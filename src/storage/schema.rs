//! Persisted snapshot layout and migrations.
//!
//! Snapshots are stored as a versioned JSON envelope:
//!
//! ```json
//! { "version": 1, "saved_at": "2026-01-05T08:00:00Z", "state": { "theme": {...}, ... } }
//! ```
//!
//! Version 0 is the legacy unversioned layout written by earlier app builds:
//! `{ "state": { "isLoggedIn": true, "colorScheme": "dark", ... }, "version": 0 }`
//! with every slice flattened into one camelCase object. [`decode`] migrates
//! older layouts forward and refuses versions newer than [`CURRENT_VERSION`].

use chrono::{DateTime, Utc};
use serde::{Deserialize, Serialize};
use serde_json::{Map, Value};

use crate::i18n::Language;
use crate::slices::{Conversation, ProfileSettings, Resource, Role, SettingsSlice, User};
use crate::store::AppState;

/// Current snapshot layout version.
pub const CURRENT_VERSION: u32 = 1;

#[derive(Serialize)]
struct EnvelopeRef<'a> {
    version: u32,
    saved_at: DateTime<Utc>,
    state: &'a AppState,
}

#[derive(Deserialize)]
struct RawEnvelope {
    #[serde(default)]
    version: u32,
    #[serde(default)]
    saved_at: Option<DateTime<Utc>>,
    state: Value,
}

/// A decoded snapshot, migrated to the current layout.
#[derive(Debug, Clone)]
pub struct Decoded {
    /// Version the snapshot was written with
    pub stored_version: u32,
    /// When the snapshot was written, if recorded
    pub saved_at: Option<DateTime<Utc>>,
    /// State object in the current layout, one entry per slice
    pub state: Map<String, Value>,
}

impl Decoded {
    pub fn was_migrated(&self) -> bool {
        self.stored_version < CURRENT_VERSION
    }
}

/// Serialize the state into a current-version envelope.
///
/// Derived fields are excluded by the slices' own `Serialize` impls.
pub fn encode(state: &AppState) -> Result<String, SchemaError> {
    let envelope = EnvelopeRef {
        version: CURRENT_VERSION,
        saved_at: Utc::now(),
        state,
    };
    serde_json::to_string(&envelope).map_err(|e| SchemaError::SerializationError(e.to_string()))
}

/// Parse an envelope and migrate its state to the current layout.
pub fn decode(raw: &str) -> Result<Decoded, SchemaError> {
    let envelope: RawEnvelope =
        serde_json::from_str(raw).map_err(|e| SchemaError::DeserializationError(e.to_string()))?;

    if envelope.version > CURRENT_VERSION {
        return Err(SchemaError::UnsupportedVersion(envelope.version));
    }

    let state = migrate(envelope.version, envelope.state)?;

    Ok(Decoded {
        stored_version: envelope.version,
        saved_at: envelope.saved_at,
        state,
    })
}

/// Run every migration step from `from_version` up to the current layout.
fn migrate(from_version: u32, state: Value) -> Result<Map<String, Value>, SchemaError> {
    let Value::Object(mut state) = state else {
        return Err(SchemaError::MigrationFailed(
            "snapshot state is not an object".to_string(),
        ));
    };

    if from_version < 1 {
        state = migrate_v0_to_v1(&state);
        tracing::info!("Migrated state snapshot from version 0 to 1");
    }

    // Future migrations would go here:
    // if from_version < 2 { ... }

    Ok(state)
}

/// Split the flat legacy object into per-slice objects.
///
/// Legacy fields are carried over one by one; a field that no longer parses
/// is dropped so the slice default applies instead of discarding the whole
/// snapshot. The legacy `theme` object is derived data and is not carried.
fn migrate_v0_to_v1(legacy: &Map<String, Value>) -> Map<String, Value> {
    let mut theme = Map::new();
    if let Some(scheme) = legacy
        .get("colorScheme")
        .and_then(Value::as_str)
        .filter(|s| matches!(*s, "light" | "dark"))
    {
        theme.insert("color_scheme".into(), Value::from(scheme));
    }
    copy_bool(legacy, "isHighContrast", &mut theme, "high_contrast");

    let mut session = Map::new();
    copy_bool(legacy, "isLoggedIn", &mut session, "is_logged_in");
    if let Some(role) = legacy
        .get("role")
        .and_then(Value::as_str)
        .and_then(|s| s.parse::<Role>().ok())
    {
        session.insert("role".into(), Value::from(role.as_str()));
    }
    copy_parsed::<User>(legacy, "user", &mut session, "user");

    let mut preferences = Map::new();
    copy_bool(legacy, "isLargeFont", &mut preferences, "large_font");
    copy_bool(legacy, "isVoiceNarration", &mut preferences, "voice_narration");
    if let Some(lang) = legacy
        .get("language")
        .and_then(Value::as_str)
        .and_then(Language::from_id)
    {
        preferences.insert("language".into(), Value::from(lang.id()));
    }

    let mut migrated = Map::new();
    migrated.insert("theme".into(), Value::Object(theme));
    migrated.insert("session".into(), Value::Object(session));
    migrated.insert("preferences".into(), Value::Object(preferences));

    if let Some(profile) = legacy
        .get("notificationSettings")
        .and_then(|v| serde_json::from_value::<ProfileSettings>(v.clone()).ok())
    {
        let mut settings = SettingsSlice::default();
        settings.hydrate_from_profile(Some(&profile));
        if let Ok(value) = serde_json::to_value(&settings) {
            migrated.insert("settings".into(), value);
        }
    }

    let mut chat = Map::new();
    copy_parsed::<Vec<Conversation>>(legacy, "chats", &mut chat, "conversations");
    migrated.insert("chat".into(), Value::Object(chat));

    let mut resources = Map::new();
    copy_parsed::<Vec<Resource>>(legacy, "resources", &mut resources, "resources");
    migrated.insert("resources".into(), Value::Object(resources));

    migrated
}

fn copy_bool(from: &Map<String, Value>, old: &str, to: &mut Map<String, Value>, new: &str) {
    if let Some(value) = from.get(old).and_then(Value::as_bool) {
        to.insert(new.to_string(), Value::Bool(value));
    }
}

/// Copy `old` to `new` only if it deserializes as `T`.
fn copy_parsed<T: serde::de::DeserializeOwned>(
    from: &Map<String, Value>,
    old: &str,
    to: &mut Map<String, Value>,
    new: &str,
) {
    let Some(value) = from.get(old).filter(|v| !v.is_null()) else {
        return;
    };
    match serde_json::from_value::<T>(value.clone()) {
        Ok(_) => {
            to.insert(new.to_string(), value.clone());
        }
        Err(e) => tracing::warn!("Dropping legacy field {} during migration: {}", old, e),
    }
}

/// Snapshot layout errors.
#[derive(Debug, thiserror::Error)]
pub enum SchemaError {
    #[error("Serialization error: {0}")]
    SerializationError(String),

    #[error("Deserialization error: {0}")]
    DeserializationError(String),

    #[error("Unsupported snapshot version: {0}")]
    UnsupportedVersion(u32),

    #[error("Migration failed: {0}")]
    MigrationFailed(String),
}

════════════════

• WHAT YOU WILL DO:
Filter the lines above so that only those with the string "isLoggedIn" remain, then copy them.

• RESPONSE TO THE TASK:
//! `{ "state": { "isLoggedIn": true, "colorScheme": "dark", ... }, "version": 0 }`
    copy_bool(legacy, "isLoggedIn", &mut session, "is_logged_in");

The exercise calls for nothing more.